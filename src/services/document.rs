//! Small query surface over a parsed HTML document.
//!
//! The extractor only needs a handful of capabilities: find a container by
//! marker attribute, list descendants matching a selector, read text, and
//! probe attributes. Keeping them here isolates `scraper` from the tile rules.

use scraper::{ElementRef, Html, Selector};

/// A parsed page.
pub struct Page {
    html: Html,
}

impl Page {
    /// Parse a full HTML document.
    pub fn parse(markup: &str) -> Self {
        Self {
            html: Html::parse_document(markup),
        }
    }

    /// First element matching `selector`, typically a container located by marker.
    pub fn find(&self, selector: &Selector) -> Option<Node<'_>> {
        self.html.select(selector).next().map(Node::from)
    }
}

/// A borrowed element of a [`Page`].
#[derive(Clone, Copy)]
pub struct Node<'a> {
    element: ElementRef<'a>,
}

impl<'a> From<ElementRef<'a>> for Node<'a> {
    fn from(element: ElementRef<'a>) -> Self {
        Self { element }
    }
}

impl<'a> Node<'a> {
    /// All descendants matching `selector`, in document order.
    pub fn find_all(&self, selector: &Selector) -> Vec<Node<'a>> {
        self.element.select(selector).map(Node::from).collect()
    }

    /// First descendant matching `selector`.
    pub fn find(&self, selector: &Selector) -> Option<Node<'a>> {
        self.element.select(selector).next().map(Node::from)
    }

    /// Text content with whitespace runs collapsed and ends trimmed.
    pub fn text(&self) -> String {
        let raw: String = self.element.text().collect();
        raw.split_whitespace().collect::<Vec<_>>().join(" ")
    }

    pub fn has_attr(&self, name: &str) -> bool {
        self.element.value().attr(name).is_some()
    }

    pub fn attr(&self, name: &str) -> Option<&'a str> {
        self.element.value().attr(name)
    }

    pub fn has_class(&self, class: &str) -> bool {
        self.element.value().classes().any(|c| c == class)
    }
}

#[cfg(test)]
mod tests {
    use super::*;

    const MARKUP: &str = r#"
        <html><body>
          <ul data-id="specs">
            <li class="tile d-none"><p>  hidden
               tile </p></li>
            <li class="tile"><button data-m='{"cN":"x"}' disabled>Go</button></li>
          </ul>
        </body></html>
    "#;

    fn sel(s: &str) -> Selector {
        Selector::parse(s).unwrap()
    }

    #[test]
    fn test_find_container_and_children() {
        let page = Page::parse(MARKUP);
        let container = page.find(&sel(r#"ul[data-id="specs"]"#)).unwrap();
        let tiles = container.find_all(&sel("li.tile"));

        assert_eq!(tiles.len(), 2);
        assert!(tiles[0].has_class("d-none"));
        assert!(!tiles[1].has_class("d-none"));
    }

    #[test]
    fn test_text_is_normalized() {
        let page = Page::parse(MARKUP);
        let p = page.find(&sel("p")).unwrap();
        assert_eq!(p.text(), "hidden tile");
    }

    #[test]
    fn test_nested_text_nodes_keep_one_space() {
        let page = Page::parse("<p>16GB <span>RAM</span></p><div><b>256GB</b><i>SSD</i></div>");
        assert_eq!(page.find(&sel("p")).unwrap().text(), "16GB RAM");
        // Adjacent nodes without whitespace are not split.
        assert_eq!(page.find(&sel("div")).unwrap().text(), "256GBSSD");
    }

    #[test]
    fn test_attributes() {
        let page = Page::parse(MARKUP);
        let button = page.find(&sel("button")).unwrap();

        assert!(button.has_attr("disabled"));
        assert_eq!(button.attr("data-m"), Some(r#"{"cN":"x"}"#));
        assert_eq!(button.attr("missing"), None);
    }

    #[test]
    fn test_missing_container() {
        let page = Page::parse("<html><body></body></html>");
        assert!(page.find(&sel(r#"ul[data-id="specs"]"#)).is_none());
    }
}
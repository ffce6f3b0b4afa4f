// src/utils/http.rs

//! HTTP client utilities.

use std::time::Duration;

use crate::error::Result;
use crate::models::FetchConfig;

/// Create a configured asynchronous HTTP client for page fetches.
pub fn create_client(config: &FetchConfig) -> Result<reqwest::Client> {
    let client = reqwest::Client::builder()
        .user_agent(&config.user_agent)
        .timeout(Duration::from_secs(config.timeout_secs))
        .build()?;
    Ok(client)
}

/// Create a client for webhook delivery with its own timeout.
pub fn create_webhook_client(timeout_secs: u64) -> Result<reqwest::Client> {
    let client = reqwest::Client::builder()
        .timeout(Duration::from_secs(timeout_secs))
        .build()?;
    Ok(client)
}

/// Fetch a page body, treating non-success statuses as errors.
pub async fn fetch_text(client: &reqwest::Client, url: &str) -> Result<String> {
    let text = client
        .get(url)
        .send()
        .await?
        .error_for_status()?
        .text()
        .await?;
    Ok(text)
}
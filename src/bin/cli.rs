//! skuwatch CLI
//!
//! Runs one availability check per invocation. Schedule it externally
//! (cron, CI) and keep runs from overlapping.

use std::path::{Path, PathBuf};

use clap::{Parser, Subcommand};
use skuwatch::{
    error::Result,
    models::{Config, Delivery},
    pipeline::{CheckOutcome, Trigger, Watcher},
    services::{FilePageSource, HttpPageSource, PageSource, build_notifier},
    storage::{LocalSnapshotStore, SnapshotStore},
};

/// skuwatch - configurator stock watcher
#[derive(Parser, Debug)]
#[command(
    name = "skuwatch",
    version,
    about = "Alerts when the set of available SKUs on a product page changes"
)]
struct Cli {
    /// Path to the TOML configuration file
    #[arg(short, long, env = "SKUWATCH_CONFIG", default_value = "config.toml")]
    config: PathBuf,

    /// Enable verbose logging
    #[arg(short, long)]
    verbose: bool,

    #[command(subcommand)]
    command: Command,
}

#[derive(Subcommand, Debug)]
enum Command {
    /// Run one check cycle
    Check {
        /// Send an alert regardless of changes without updating the snapshot
        #[arg(long)]
        force: bool,

        /// Read every facet from a saved HTML file instead of the network
        #[arg(long)]
        html: Option<PathBuf>,

        /// Snapshot file (default: watch.status_file)
        #[arg(long)]
        status_file: Option<PathBuf>,

        /// Product page URL (default: watch.product_url)
        #[arg(long)]
        url: Option<String>,
    },

    /// Validate configuration and page selectors
    Validate,

    /// Show the stored snapshot
    Info {
        /// Snapshot file (default: watch.status_file)
        #[arg(long)]
        status_file: Option<PathBuf>,
    },
}

/// Initialize logging based on verbosity flag.
fn init_logging(verbose: bool) {
    let level = if verbose { "debug" } else { "info" };
    env_logger::Builder::from_env(env_logger::Env::default().default_filter_or(level))
        .format_timestamp_secs()
        .init();
}

fn load_config(path: &Path) -> Result<Config> {
    let mut config = Config::load_if_present(path)?;
    config.apply_env(|key| std::env::var(key).ok());
    Ok(config)
}

/// Main entry point for the CLI application.
#[tokio::main]
async fn main() -> Result<()> {
    let _ = dotenvy::dotenv();
    let cli = Cli::parse();
    init_logging(cli.verbose);

    let mut config = match load_config(&cli.config) {
        Ok(config) => config,
        Err(e) => {
            log::error!("Failed to load config {}: {}", cli.config.display(), e);
            return Err(e);
        }
    };

    match cli.command {
        Command::Check {
            force,
            html,
            status_file,
            url,
        } => {
            config.watch.force_notify |= force;
            if let Some(path) = status_file {
                config.watch.status_file = path;
            }
            if let Some(url) = url {
                config.watch.product_url = url;
            }

            if let Err(e) = config.validate() {
                log::error!("Config validation failed: {}", e);
                return Err(e);
            }

            let source: Box<dyn PageSource> = match html {
                Some(path) => {
                    log::info!("Reading saved page {}", path.display());
                    Box::new(FilePageSource::new(path))
                }
                None => Box::new(HttpPageSource::new(
                    &config.fetch,
                    config.watch.product_url.clone(),
                )?),
            };
            let store = Box::new(LocalSnapshotStore::new(&config.watch.status_file));
            let notifier = build_notifier(&config.notify)?;

            let watcher = Watcher::new(&config, source, store, notifier)?;
            match watcher.run().await? {
                CheckOutcome::Unknown { reason } => {
                    log::warn!("Status unknown: {}", reason);
                }
                CheckOutcome::Unchanged {
                    available,
                    persisted,
                } => {
                    log::info!(
                        "Unchanged: {} available{}",
                        available,
                        if persisted { " (snapshot created)" } else { "" }
                    );
                }
                CheckOutcome::Notified {
                    trigger,
                    available,
                    persisted,
                    delivery,
                } => {
                    let kind = match trigger {
                        Trigger::Forced => "forced alert".to_string(),
                        Trigger::Changed { added, removed } => {
                            format!("change alert (+{added} / -{removed})")
                        }
                    };
                    log::info!(
                        "Finished {}: {} available, snapshot {}, delivery {}",
                        kind,
                        available,
                        if persisted { "updated" } else { "untouched" },
                        match delivery {
                            Delivery::Sent => "ok",
                            Delivery::Skipped => "skipped (no webhook)",
                            Delivery::Failed => "failed",
                        }
                    );
                }
            }
        }

        Command::Validate => {
            log::info!("Validating configuration...");

            if let Err(e) = config.validate() {
                log::error!("Config validation failed: {}", e);
                return Err(e);
            }
            log::info!(
                "✓ Config OK ({} facets, selectors compile, webhook {})",
                config.facets.len(),
                if config.notify.webhook_url.is_some() {
                    "set"
                } else {
                    "not set"
                }
            );
        }

        Command::Info { status_file } => {
            let path = status_file.unwrap_or(config.watch.status_file);
            let store = LocalSnapshotStore::new(&path);
            log::info!("Snapshot file: {}", store.location());

            match store.load_snapshot().await {
                Some(snapshot) => {
                    match snapshot.updated_at {
                        Some(updated) => log::info!("Last updated: {}", updated.to_rfc3339()),
                        None => log::info!("Last updated: unknown"),
                    }
                    log::info!("Available SKUs: {}", snapshot.available_skus.len());
                    if !snapshot.fingerprint.is_empty() {
                        log::info!("Fingerprint: {}", snapshot.fingerprint);
                    }
                    for sku in &snapshot.available_skus {
                        log::info!("  • {}", sku.summary());
                    }
                }
                None => log::info!("No snapshot found yet."),
            }
        }
    }

    Ok(())
}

——————

Using the data above, tally the lines that contain the string "derive" and state only the result.

• [Answer space] 3